In einem an die Personalabteilung der Beklagten gerichteten Schreiben vom 14. Juli 2006 vertrat der Kläger die Auffassung, die Beklagte habe in den Monaten Oktober 2005 bis Juni 2006 die Bereitschaftsdienste nicht korrekt bezahlt, Bereitschaftsdienste seien ausschließlich neben der Arbeitszeit zu leisten, eine Verrechnung mit der Arbeitszeit sei nicht möglich. In einem weiteren Schreiben vom 29. August 2006 verlangte der Kläger unter Hinweis auf die Ausschlussfrist und unter Angabe der jeweiligen Stundenzahl die Bezahlung der in den Monaten Januar bis Juni 2006 angefallenen Bereitschaftsdienststunden. In ihrem Antwortschreiben vom 19. September 2006 teilte die Beklagte dem Kläger mit, sie habe die Bereitschaftsdienststunden überprüft und dabei festgestellt, dass Zahlungen an den Kläger bis auf eine minimale Differenz von 0,061 Stunden erfolgt seien.

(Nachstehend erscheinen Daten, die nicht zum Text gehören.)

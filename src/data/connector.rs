//! Abstract exchange connector contract plus the shared REST plumbing.
//!
//! Every HTTP call first awaits the exchange's rate limiter, then retries
//! transient failures with exponential backoff (factor 2, up to 3 attempts).
//! HTTP 429 waits out the window before retrying; 404 and invalid-symbol
//! responses short-circuit to `SymbolNotFound` without retry. Pagination is
//! the connector's problem: callers always receive an ascending, deduplicated
//! series covering the requested range (or as much as the venue has).

use std::sync::Arc;
use std::time::Duration;

use async_trait::async_trait;
use chrono::{DateTime, Utc};
use serde_json::Value;

use super::limiter::{LimiterRegistry, RateLimiter};
use crate::error::ExchangeError;
use crate::market::series::{Series, SeriesKind};
use crate::market::symbol::{Exchange, Symbol};
use crate::market::timeframe::Timeframe;

pub type TimeRange = (DateTime<Utc>, DateTime<Utc>);

const MAX_RETRIES: u32 = 3;
const HTTP_TIMEOUT_SECS: u64 = 30;
const RATE_LIMIT_BACKOFF_SECS: u64 = 60;

/// Abstract capability set. Venues that lack an endpoint return
/// [`ExchangeError::NotSupported`] rather than faking data.
#[async_trait]
pub trait ExchangeConnector: Send + Sync {
    fn exchange(&self) -> Exchange;

    async fn get_ohlcv(
        &self,
        symbol: &Symbol,
        timeframe: Timeframe,
        range: Option<TimeRange>,
    ) -> Result<Series, ExchangeError>;

    async fn get_funding_rate(
        &self,
        symbol: &Symbol,
        range: Option<TimeRange>,
    ) -> Result<Series, ExchangeError>;

    async fn get_open_interest(
        &self,
        symbol: &Symbol,
        range: Option<TimeRange>,
    ) -> Result<Series, ExchangeError>;

    async fn get_basis(
        &self,
        symbol: &Symbol,
        range: Option<TimeRange>,
    ) -> Result<Series, ExchangeError> {
        let _ = (symbol, range);
        Err(ExchangeError::NotSupported {
            exchange: self.exchange().as_str(),
            capability: "basis",
        })
    }

    async fn get_long_short_ratio(
        &self,
        symbol: &Symbol,
        range: Option<TimeRange>,
    ) -> Result<Series, ExchangeError>;

    async fn get_liquidations(
        &self,
        symbol: &Symbol,
        range: Option<TimeRange>,
    ) -> Result<Series, ExchangeError> {
        let _ = (symbol, range);
        Err(ExchangeError::NotSupported {
            exchange: self.exchange().as_str(),
            capability: "liquidations",
        })
    }

    async fn get_mark_price(&self, symbol: &Symbol) -> Result<f64, ExchangeError>;

    /// Dispatch by series kind; the pipeline's single entry point.
    async fn fetch_series(
        &self,
        kind: SeriesKind,
        symbol: &Symbol,
        timeframe: Option<Timeframe>,
        range: Option<TimeRange>,
    ) -> Result<Series, ExchangeError> {
        match kind {
            SeriesKind::Ohlcv => {
                self.get_ohlcv(symbol, timeframe.unwrap_or(Timeframe::H1), range)
                    .await
            }
            SeriesKind::FundingRate => self.get_funding_rate(symbol, range).await,
            SeriesKind::OpenInterest => self.get_open_interest(symbol, range).await,
            SeriesKind::Basis => self.get_basis(symbol, range).await,
            SeriesKind::Liquidations => self.get_liquidations(symbol, range).await,
            SeriesKind::LongShortRatio => self.get_long_short_ratio(symbol, range).await,
        }
    }
}

/// Build a connector for the given venue, sharing its process-wide limiter.
pub fn make_connector(
    exchange: Exchange,
    limiters: &LimiterRegistry,
) -> Result<Arc<dyn ExchangeConnector>, ExchangeError> {
    let limiter = limiters.get(exchange);
    Ok(match exchange {
        Exchange::Binance => Arc::new(super::binance::BinanceConnector::new(limiter)?),
        Exchange::Bybit => Arc::new(super::bybit::BybitConnector::new(limiter)?),
        Exchange::Okx => Arc::new(super::okx::OkxConnector::new(limiter)?),
    })
}

/// Rate-limited, retrying JSON GET client shared by the connectors.
pub(crate) struct RestClient {
    client: reqwest::Client,
    limiter: Arc<RateLimiter>,
    exchange: Exchange,
}

impl RestClient {
    pub(crate) fn new(exchange: Exchange, limiter: Arc<RateLimiter>) -> Result<Self, ExchangeError> {
        let client = reqwest::Client::builder()
            .timeout(Duration::from_secs(HTTP_TIMEOUT_SECS))
            .build()
            .map_err(|e| ExchangeError::Api(format!("client construction: {e}")))?;
        Ok(Self {
            client,
            limiter,
            exchange,
        })
    }

    pub(crate) async fn get_json(
        &self,
        url: &str,
        params: &[(&str, String)],
        weight: u32,
    ) -> Result<Value, ExchangeError> {
        for attempt in 0..=MAX_RETRIES {
            self.limiter.acquire(weight).await;

            let response = match self.client.get(url).query(params).send().await {
                Ok(r) => r,
                Err(e) => {
                    if attempt == MAX_RETRIES {
                        return Err(ExchangeError::Api(format!(
                            "{} request failed: {e}",
                            self.exchange
                        )));
                    }
                    let wait = 2u64.pow(attempt);
                    tracing::warn!(
                        exchange = %self.exchange,
                        "request error, retrying in {wait}s (attempt {}/{MAX_RETRIES}): {e}",
                        attempt + 1,
                    );
                    tokio::time::sleep(Duration::from_secs(wait)).await;
                    continue;
                }
            };

            let status = response.status().as_u16();

            if status == 404 {
                return Err(ExchangeError::SymbolNotFound(url.to_string()));
            }

            if status == 429 {
                if attempt == MAX_RETRIES {
                    return Err(ExchangeError::RateLimited(format!(
                        "{} still throttling after {MAX_RETRIES} retries",
                        self.exchange
                    )));
                }
                tracing::warn!(
                    exchange = %self.exchange,
                    "429 rate limited, backing off {RATE_LIMIT_BACKOFF_SECS}s"
                );
                tokio::time::sleep(Duration::from_secs(RATE_LIMIT_BACKOFF_SECS)).await;
                continue;
            }

            if status >= 500 {
                if attempt == MAX_RETRIES {
                    return Err(ExchangeError::Api(format!(
                        "{} server error {status}",
                        self.exchange
                    )));
                }
                let wait = 2u64.pow(attempt + 1);
                tracing::warn!(
                    exchange = %self.exchange,
                    "{status} server error, backing off {wait}s"
                );
                tokio::time::sleep(Duration::from_secs(wait)).await;
                continue;
            }

            if status >= 400 {
                // Client errors are deterministic; venues report unknown
                // symbols this way (e.g. Binance code -1121).
                let body = response.text().await.unwrap_or_default();
                if body.contains("-1121") || body.to_lowercase().contains("symbol") {
                    return Err(ExchangeError::SymbolNotFound(body));
                }
                return Err(ExchangeError::Api(format!(
                    "{} client error {status}: {body}",
                    self.exchange
                )));
            }

            return response
                .json::<Value>()
                .await
                .map_err(|e| ExchangeError::Format(format!("{}: {e}", self.exchange)));
        }
        unreachable!("retry loop always returns")
    }
}

// -- shared parse helpers ----------------------------------------------------

pub(crate) fn field_f64(value: &Value, field: &str) -> Result<f64, ExchangeError> {
    let v = value
        .get(field)
        .ok_or_else(|| ExchangeError::Format(format!("missing field {field}")))?;
    json_f64(v).ok_or_else(|| ExchangeError::Format(format!("field {field} not numeric: {v}")))
}

pub(crate) fn field_ts_ms(value: &Value, field: &str) -> Result<DateTime<Utc>, ExchangeError> {
    let ms = field_f64(value, field)? as i64;
    ts_from_ms(ms)
}

/// Accept both JSON numbers and numeric strings — venues mix the two freely.
pub(crate) fn json_f64(value: &Value) -> Option<f64> {
    match value {
        Value::Number(n) => n.as_f64(),
        Value::String(s) => s.parse().ok(),
        _ => None,
    }
}

pub(crate) fn index_f64(row: &Value, i: usize) -> Result<f64, ExchangeError> {
    let v = row
        .get(i)
        .ok_or_else(|| ExchangeError::Format(format!("missing array element {i}")))?;
    json_f64(v).ok_or_else(|| ExchangeError::Format(format!("element {i} not numeric: {v}")))
}

pub(crate) fn ts_from_ms(ms: i64) -> Result<DateTime<Utc>, ExchangeError> {
    DateTime::from_timestamp_millis(ms)
        .ok_or_else(|| ExchangeError::Format(format!("timestamp out of range: {ms}")))
}

/// Sort ascending by the key and drop duplicate timestamps (keep first).
pub(crate) fn sort_dedup_by_ts<T>(items: &mut Vec<T>, ts: impl Fn(&T) -> DateTime<Utc>) {
    items.sort_by_key(|item| ts(item));
    items.dedup_by_key(|item| ts(item));
}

Bis zum 31. Juli 2006 regelten § 46 Abs. 5 TVöD-BT-K und § 8.1 Abs. 5 der von den Tarifvertragsparteien am 7. Februar 2006 vereinbarten durchgeschriebenen Fassung des TVöD-K (TVöD-K aF):
„Das Bereitschaftsdienstentgelt kann im Falle der Faktori-sierung nach § 10 Abs. 3 im Verhältnis 1:1 in Freizeit abgegolten werden.“
§ 10 Abs. 3 TVöD-K bestimmt:
„Auf das Arbeitszeitkonto können Zeiten, die bei Anwendung des nach § 6 Abs. 2 festgelegten Zeitraums als Zeitguthaben oder als Zeitschuld bestehen bleiben, nicht durch Freizeit ausgeglichene Zeiten nach § 8 Abs. 1 Satz 5 und Abs. 2 sowie in Zeit umgewandelte Zuschläge nach § 8 Abs. 1 Satz 4 gebucht werden. Weitere Kontingente (z.B. Rufbereitschafts-/Bereitschaftsdienstentgelte) können durch Betriebs-/Dienstvereinbarung zur Buchung freigegeben werden. Die/Der Beschäftigte entscheidet für einen in der Betriebs-/Dienstvereinbarung festgelegten Zeitraum, welche der in Satz 1 genannten Zeiten auf das Arbeitszeitkonto gebucht werden.“
Nach der Neufassung des TVöD-K mit Wirkung ab dem 1. August 2006 durch den Änderungstarifvertrag Nr. 1 zum BT-K (ÄTV Nr. 1) vom selben Tag heißt es in diesem Tarifvertrag ua.:
§ 8.1
Bereitschaftsdienstentgelt
Zum Zwecke der Entgeltberechnung wird nach dem Maß der während des Bereitschaftsdienstes erfahrungsgemäß durchschnittlich anfallenden Arbeitsleistungen die Zeit des Bereitschaftsdienstes einschließlich der geleisteten Arbeit wie folgt als Arbeitszeit gewertet:
Das Entgelt für die nach den Absätzen 1 und 3 zum Zwecke der Entgeltberechnung als Arbeitszeit gewertete Bereitschaftsdienstzeit bestimmt sich nach der Anlage G.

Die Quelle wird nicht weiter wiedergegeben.